Earlier this week, the almost nine-year-old poster boy of Indian ecommerce, Flipkart, announced in three separate interviews that customer satisfaction would be its mantra from now on. GMV or gross merchandise value of goods sold on the platform, till now the benchmark for success, will be kept aside, said Binny Bansal, who became CEO of Flipkart in January. Not too long ago, Snapdeal CEO Kunal Bahl had the same to say about shedding the GMV goalpost.

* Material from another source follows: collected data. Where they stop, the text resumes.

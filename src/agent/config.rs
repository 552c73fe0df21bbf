//! Agent execution settings.

use crate::config::Settings;

/// Default maximum number of model calls in one invoke.
pub const DEFAULT_RECURSION_LIMIT: usize = 25;

#[derive(Debug, Clone)]
pub struct AgentConfig {
    /// Name used in log fields.
    pub name: String,
    pub system_prompt: Option<String>,
    /// Maximum model calls per invoke; exceeding it fails the run.
    pub recursion_limit: usize,
    /// Run the tool calls of one turn concurrently.
    pub parallel_tool_calls: bool,
}

impl Default for AgentConfig {
    fn default() -> Self {
        Self {
            name: "agent".to_string(),
            system_prompt: None,
            recursion_limit: DEFAULT_RECURSION_LIMIT,
            parallel_tool_calls: true,
        }
    }
}

impl AgentConfig {
    pub fn new() -> Self {
        Self::default()
    }

    pub fn with_name(mut self, name: impl Into<String>) -> Self {
        self.name = name.into();
        self
    }

    pub fn with_system_prompt(mut self, prompt: impl Into<String>) -> Self {
        self.system_prompt = Some(prompt.into());
        self
    }

    pub fn with_recursion_limit(mut self, limit: usize) -> Self {
        self.recursion_limit = limit;
        self
    }

    pub fn with_parallel_tool_calls(mut self, parallel: bool) -> Self {
        self.parallel_tool_calls = parallel;
        self
    }

    /// Overlay the values present in `settings`.
    pub fn apply_settings(mut self, settings: &Settings) -> Self {
        if let Some(limit) = settings.recursion_limit {
            self.recursion_limit = limit;
        }
        if let Some(prompt) = &settings.system_prompt {
            self.system_prompt = Some(prompt.clone());
        }
        if let Some(parallel) = settings.parallel_tool_calls {
            self.parallel_tool_calls = parallel;
        }
        self
    }
}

In the process, both Flipkart and Snapdeal have endorsed what the American e-commerce major has always maintained and indirectly acknowledged Amazon’s heavyweight presence in this market. Via business-standard.com
India’s Tata Group enters ecommerce market with apparel and electronics website
India’s biggest conglomerate Tata Group launched an ecommerce venture on Friday, as it seeks to cash in on rising purchasing power in a market dominated by deep-pocketed international retailers and startups backed by global tech investors.
The group said it developed its Tata Cliq website over a year and a half at a cost of “several hundred million dollars” to be a marketplace for in-house and partner companies to sell apparel and electronics.
The move is in line with a second phase in Indian ecommerce development, with the some of the country’s oldest and largest corporations entering an industry established in the last five years by startups Snapdeal and Flipkart Online Services Pvt Ltd [IPO-FLPK.N]. Via reuters.com
India: Flipkart, Snapdeal see falling sales despite rise in internet users
According to a report on Thursday by Kleiner Perkins Caufield Byers, a Silicon Valley venture capital firm, the number of Internet users in India grew by 40% in 2015 to 277 million. While the number of Internet users is growing rapidly, that of those transacting (or online shoppers) isn’t increasing at the same rate, start-up executives and investors said.
The large Internet base in India looks attractive but making money from users is another matter altogether, they said. For the first time in years, online retail sales in April were at a lower level than December of the preceding year, according to executives at top e-commerce firms. Gross e-commerce sales including discounts were at an annualized $15 billion in December, according to research and consultancy firm RedSeer Consulting.
Mint reported on 14 April that Flipkart’s sales haven’t grown month-on-month since November, while Snapdeal’s monthly revenue has declined since then. (Flipkart declines to disclose its numbers, but says it’s seen “healthy” sales growth. Snapdeal also denies its growth has dropped but doesn’t share its sales numbers). The two companies have been losing market share to Amazon India over the past 15 months. Via dealstreetasia.com
Indian ECommerce Trends: Men Shop 3X More Than Women, CoD Still Dominates
Men Make 3X More Online purchases
Even though it is popular belief that Women spend more time shopping, when it comes to online purchases, Indian men make 3 times more online purchases than women. Not only do men make more purchases, their conversion rates are higher than women with about 21% higher Average Order Value (AOV).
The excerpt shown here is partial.